Dessain: It has a lot to do with the excessive power of investors and universities, which from the lens of Porter is “buyer power” and “supplier power." These led to our definition of the Translation Gap, the three main obstacles to commercialization of academic technologies. At that point, the structure and scope of the book became clear – though starting out it’s fair to say we weren’t clear on how much there was to examine, or how much work it would be. We had a first draft in about a year and a half, but we pretty much did a complete rewrite starting in spring 2014. Writing the final version wasn’t much different from completing a graduate thesis, except that it lasted for two years.
Fishman: I’m pretty sure we passed, since the book made it to print with a major academic publisher. What are the two or three things you hope people take from the book?
Fishman: There are really no villains here. It’s about good people operating in silos that prevent them from seeing how their actions actually hurt the biotech commercialization. We need better awareness and better transparency to work more effectively in concert. There are things to improve throughout the biotech investment ecosystem. For example, there needs to be greater clarity about clinical, social and financial objectives, and greater understanding among all parties of what the investment community will and won’t support. It’s not just a question of the mechanics of non-dilutive vs. dilutive funding, but whether something clinically valuable that’s not fundable with private money needs a different plan. Because what we have right now, in Philadelphia, is an enormously productive research community generating lots of innovative companies that end up cannibalizing each other in a hyper-competitive funding environment.

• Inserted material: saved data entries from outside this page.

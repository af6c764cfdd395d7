//! Rank-2 and rank-3 index tuples.
//!
//! Indices are plain values with no identity. The same types describe
//! extents (the size of each dimension).

use std::fmt;

use crate::StrideError;

macro_rules! index_type {
    ($(#[$meta:meta])* $name:ident, $int:ty, [$($dim:ident),+]) => {
        $(#[$meta])*
        #[derive(Clone, Copy, Debug, Default, PartialEq, Eq, Hash)]
        #[cfg_attr(feature = "cache", derive(serde::Serialize, serde::Deserialize))]
        pub struct $name {
            $(pub $dim: $int,)+
        }

        impl $name {
            /// All components zero.
            pub const ZERO: Self = Self { $($dim: 0,)+ };
            /// All components one.
            pub const ONE: Self = Self { $($dim: 1,)+ };

            #[inline]
            pub const fn new($($dim: $int),+) -> Self {
                Self { $($dim,)+ }
            }

            /// Product of all components, widened to 64 bits.
            #[inline]
            pub fn long_size(self) -> i64 {
                1i64 $(* i64::from(self.$dim))+
            }

            /// Product of all components, if it fits an `i32`.
            pub fn size(self) -> Result<i32, StrideError> {
                narrow(self.long_size())
            }
        }

        impl fmt::Display for $name {
            fn fmt(&self, f: &mut fmt::Formatter<'_>) -> fmt::Result {
                let components = [$(self.$dim.to_string()),+];
                write!(f, "({})", components.join(", "))
            }
        }
    };
}

index_type!(
    /// 32-bit 2D index `(x, y)`; `x` varies fastest in row-major layouts.
    Index2, i32, [x, y]
);
index_type!(
    /// 64-bit 2D index `(x, y)`.
    LongIndex2, i64, [x, y]
);
index_type!(
    /// 32-bit 3D index `(x, y, z)`.
    Index3, i32, [x, y, z]
);
index_type!(
    /// 64-bit 3D index `(x, y, z)`.
    LongIndex3, i64, [x, y, z]
);

pub(crate) fn narrow(value: i64) -> Result<i32, StrideError> {
    i32::try_from(value).map_err(|_| StrideError::IndexOverflow { value })
}

impl From<Index2> for LongIndex2 {
    fn from(index: Index2) -> Self {
        Self::new(index.x.into(), index.y.into())
    }
}

impl From<Index3> for LongIndex3 {
    fn from(index: Index3) -> Self {
        Self::new(index.x.into(), index.y.into(), index.z.into())
    }
}

impl TryFrom<LongIndex2> for Index2 {
    type Error = StrideError;

    fn try_from(index: LongIndex2) -> Result<Self, StrideError> {
        Ok(Self::new(narrow(index.x)?, narrow(index.y)?))
    }
}

impl TryFrom<LongIndex3> for Index3 {
    type Error = StrideError;

    fn try_from(index: LongIndex3) -> Result<Self, StrideError> {
        Ok(Self::new(narrow(index.x)?, narrow(index.y)?, narrow(index.z)?))
    }
}

#[cfg(test)]
#[allow(
    clippy::unwrap_used,
    reason = "tests use unwrap to panic on unexpected state"
)]
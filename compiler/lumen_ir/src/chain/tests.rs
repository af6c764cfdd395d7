use super::FieldAccessChain;

#[test]
fn equality_is_element_wise() {
    assert_eq!(FieldAccessChain::new(&[1, 2]), FieldAccessChain::from([1, 2]));
    assert_ne!(FieldAccessChain::new(&[1, 2]), FieldAccessChain::new(&[2, 1]));
    assert_ne!(FieldAccessChain::new(&[1]), FieldAccessChain::new(&[1, 0]));
}

#[test]
fn single_and_append() {
    let chain = FieldAccessChain::single(3).append(1);
    assert_eq!(chain.indices(), &[3, 1]);
    assert_eq!(chain.len(), 2);
    assert!(!chain.is_empty());
    assert!(FieldAccessChain::default().is_empty());
}

#[test]
fn prefix_relations() {
    let parent = FieldAccessChain::from([1]);
    let child = FieldAccessChain::from([1, 2]);
    let sibling = FieldAccessChain::from([2, 2]);

    assert!(parent.is_prefix_of(&child));
    assert!(child.is_prefix_of(&child));
    assert!(!child.is_prefix_of(&parent));
    assert!(!parent.is_prefix_of(&sibling));

    assert_eq!(child.prefix(1), Some(parent.clone()));
    assert_eq!(child.prefix(3), None);
}

#[test]
fn strip_prefix_requires_proper_prefix() {
    let chain = FieldAccessChain::from([0, 4, 2]);
    assert_eq!(
        chain.strip_prefix(&FieldAccessChain::from([0])),
        Some(FieldAccessChain::from([4, 2]))
    );
    assert_eq!(chain.strip_prefix(&chain), None);
    assert_eq!(chain.strip_prefix(&FieldAccessChain::from([1])), None);
}

#[test]
fn display_lists_indices() {
    assert_eq!(FieldAccessChain::from([0, 1, 7]).to_string(), "[0, 1, 7]");
    assert_eq!(FieldAccessChain::default().to_string(), "[]");
}

#[test]
fn collects_from_iterator() {
    let chain: FieldAccessChain = (0..3).collect();
    assert_eq!(chain, FieldAccessChain::from([0, 1, 2]));
}
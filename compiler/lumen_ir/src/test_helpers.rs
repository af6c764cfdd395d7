//! Shared test utilities for the value graph and builder.
//!
//! Only compiled in test builds.

use std::sync::Once;

use crate::FieldAccessChain;

static TRACING_INIT: Once = Once::new();

/// Route `tracing` output to the test harness.
///
/// Safe to call from every test. Enable with `RUST_LOG=lumen_ir=trace`.
pub(crate) fn init_tracing() {
    TRACING_INIT.call_once(|| {
        use tracing_subscriber::{fmt, prelude::*, EnvFilter};

        if std::env::var("RUST_LOG").is_ok() {
            let _ = tracing_subscriber::registry()
                .with(fmt::layer().with_test_writer().with_target(true))
                .with(EnvFilter::from_default_env())
                .try_init();
        }
    });
}

/// Shorthand for `FieldAccessChain::new(indices)`.
pub(crate) fn chain(indices: &[u32]) -> FieldAccessChain {
    FieldAccessChain::new(indices)
}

Dessain: Exactly, and the problem is that the vast majority of biotech startups depend on Angel funding. If Angels don’t think they can make money in therapeutics, or that it takes too long and is too risky, they stop investing and the route to commercialization closes down. We really need to think about starting fewer, better companies and making sure they have the wherewithal to make it to an exit. A lot of this starts with the universities that own the technologies, so a good part of the book talks about common but unproductive technology transfer practices, and provides examples on how people are starting to fix them.
Fishman: Another problem is a lack of objective information and a mischaracterization of what everybody is calling “due diligence.” There are some really good recent efforts, but historically no one has comprehensively assessed the inputs and outcomes of this early stage investment process and it’s probability of return. It’s a bit odd: would you invest $100K in a mutual fund without reading a historical prospectus? These are just a few of the questions we address in Preserving the Promise. We don’t think we have all the answers. But as we note in the preface, we hope we’ve taken a useful step in stimulating an important and overdue discussion.